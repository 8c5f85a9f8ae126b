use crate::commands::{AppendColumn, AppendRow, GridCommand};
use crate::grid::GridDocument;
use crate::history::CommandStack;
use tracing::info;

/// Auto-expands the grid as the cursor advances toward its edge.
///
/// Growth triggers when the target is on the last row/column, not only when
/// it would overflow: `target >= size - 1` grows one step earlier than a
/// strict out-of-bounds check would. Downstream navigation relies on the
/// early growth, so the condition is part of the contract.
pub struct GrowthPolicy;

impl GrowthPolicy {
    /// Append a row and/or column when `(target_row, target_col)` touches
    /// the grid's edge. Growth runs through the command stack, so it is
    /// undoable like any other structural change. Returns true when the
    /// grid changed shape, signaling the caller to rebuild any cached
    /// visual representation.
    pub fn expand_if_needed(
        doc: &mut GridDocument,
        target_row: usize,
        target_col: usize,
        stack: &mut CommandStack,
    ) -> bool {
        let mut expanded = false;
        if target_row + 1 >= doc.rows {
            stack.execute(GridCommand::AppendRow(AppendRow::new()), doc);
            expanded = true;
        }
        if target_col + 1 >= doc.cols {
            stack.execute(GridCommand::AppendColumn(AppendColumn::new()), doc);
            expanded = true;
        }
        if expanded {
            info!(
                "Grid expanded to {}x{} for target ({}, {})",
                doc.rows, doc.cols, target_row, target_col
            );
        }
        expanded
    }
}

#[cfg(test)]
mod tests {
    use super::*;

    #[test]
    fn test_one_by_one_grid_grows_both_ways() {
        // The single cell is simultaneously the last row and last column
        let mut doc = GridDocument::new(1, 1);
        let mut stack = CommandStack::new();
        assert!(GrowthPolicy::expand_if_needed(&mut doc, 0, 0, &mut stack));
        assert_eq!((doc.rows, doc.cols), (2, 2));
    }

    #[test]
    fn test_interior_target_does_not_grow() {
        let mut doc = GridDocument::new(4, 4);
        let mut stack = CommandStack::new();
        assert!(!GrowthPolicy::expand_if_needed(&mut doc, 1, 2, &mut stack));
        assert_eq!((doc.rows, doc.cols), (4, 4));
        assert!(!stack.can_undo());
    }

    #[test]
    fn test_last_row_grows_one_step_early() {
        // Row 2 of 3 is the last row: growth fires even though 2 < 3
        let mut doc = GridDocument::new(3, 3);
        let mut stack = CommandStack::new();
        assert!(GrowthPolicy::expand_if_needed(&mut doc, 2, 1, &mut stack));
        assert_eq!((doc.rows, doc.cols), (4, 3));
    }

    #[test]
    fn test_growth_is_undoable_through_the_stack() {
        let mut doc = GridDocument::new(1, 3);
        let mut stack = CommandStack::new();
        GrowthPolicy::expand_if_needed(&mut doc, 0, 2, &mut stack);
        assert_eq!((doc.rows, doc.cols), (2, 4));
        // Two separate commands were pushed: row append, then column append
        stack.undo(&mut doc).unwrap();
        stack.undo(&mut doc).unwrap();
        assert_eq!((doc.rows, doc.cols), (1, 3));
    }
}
#####
In the listing above, each line with the word "GridCommand" is to be copied out.

use crate::commands::{AppendColumn, AppendRow, GridCommand};
            stack.execute(GridCommand::AppendRow(AppendRow::new()), doc);
            stack.execute(GridCommand::AppendColumn(AppendColumn::new()), doc);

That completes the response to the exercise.